> **WHAT TO PRODUCE**
Both the line containing "no schema URL." and the line containing "pub async fn" belong to the span. Output exactly that span from the listing below, and nothing outside it.
=-=-=
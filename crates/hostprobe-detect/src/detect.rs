//! Resource detector contract.
//!
//! A [`Detector`] produces a [`Resource`] describing the host together with
//! the schema URL its attribute names follow. [`detect_resource`] runs a set
//! of detectors and merges their output, first detector wins on conflicts.

use async_trait::async_trait;

use hostprobe_core::{Context, Resource};

use crate::error::Result;

/// Output of a successful detection.
#[derive(Debug, Clone, Default, PartialEq)]
pub struct DetectedResource {
    /// Detected attributes.
    pub resource: Resource,
    /// Schema URL of the attribute names; empty when nothing was detected.
    pub schema_url: String,
}

impl DetectedResource {
    /// An empty resource with no schema URL.
    #[must_use]
    pub fn empty() -> Self {
        Self::default()
    }

    /// Returns true if no attributes were detected.
    #[must_use]
    pub fn is_empty(&self) -> bool {
        self.resource.is_empty()
    }
}

/// A source of resource attributes.
#[async_trait]
pub trait Detector: Send + Sync {
    /// Detector type name, as used in configuration.
    fn name(&self) -> &'static str;

    /// Detects the resource.
    ///
    /// # Errors
    /// Returns an error if detection fails. A failed detection contributes
    /// no attributes.
    async fn detect(&self, ctx: &Context) -> Result<DetectedResource>;
}

/// Runs every detector in order and merges the results.
///
/// Attributes from earlier detectors take precedence. The schema URL is the
/// first non-empty one seen. Failing detectors are logged and skipped.
pub async fn detect_resource(detectors: &[Box<dyn Detector>], ctx: &Context) -> DetectedResource {
    let mut merged = DetectedResource::empty();

    for detector in detectors {
        match detector.detect(ctx).await {
            Ok(detected) => {
                tracing::debug!(
                    detector = detector.name(),
                    attributes = detected.resource.len(),
                    "detected resource"
                );
                merged.resource.merge(&detected.resource);
                if merged.schema_url.is_empty() {
                    merged.schema_url = detected.schema_url;
                }
            }
            Err(e) => {
                tracing::warn!(detector = detector.name(), error = %e, "failed to detect resource");
            }
        }
    }

    merged
}
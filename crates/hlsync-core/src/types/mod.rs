//! Core data types for hlsync mirroring passes.
//!
//! This module provides the fundamental types used throughout hlsync:
//! - SyncConfig and Mode describing one invocation
//! - SyncEntry describing one top-level source child

pub mod config;
pub mod entry;

// Re-export all public types
pub use config::{Mode, SyncConfig};
pub use entry::SyncEntry;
=-=-=
> **WRITTEN RESPONSE**
    /// An empty resource with no schema URL.
    #[must_use]
    pub fn empty() -> Self {
        Self::default()
    }

    /// Returns true if no attributes were detected.
    #[must_use]
    pub fn is_empty(&self) -> bool {
        self.resource.is_empty()
    }
}

/// A source of resource attributes.
#[async_trait]
pub trait Detector: Send + Sync {
    /// Detector type name, as used in configuration.
    fn name(&self) -> &'static str;

    /// Detects the resource.
    ///
    /// # Errors
    /// Returns an error if detection fails. A failed detection contributes
    /// no attributes.
    async fn detect(&self, ctx: &Context) -> Result<DetectedResource>;
}

/// Runs every detector in order and merges the results.
///
/// Attributes from earlier detectors take precedence. The schema URL is the
/// first non-empty one seen. Failing detectors are logged and skipped.
pub async fn detect_resource(detectors: &[Box<dyn Detector>], ctx: &Context) -> DetectedResource {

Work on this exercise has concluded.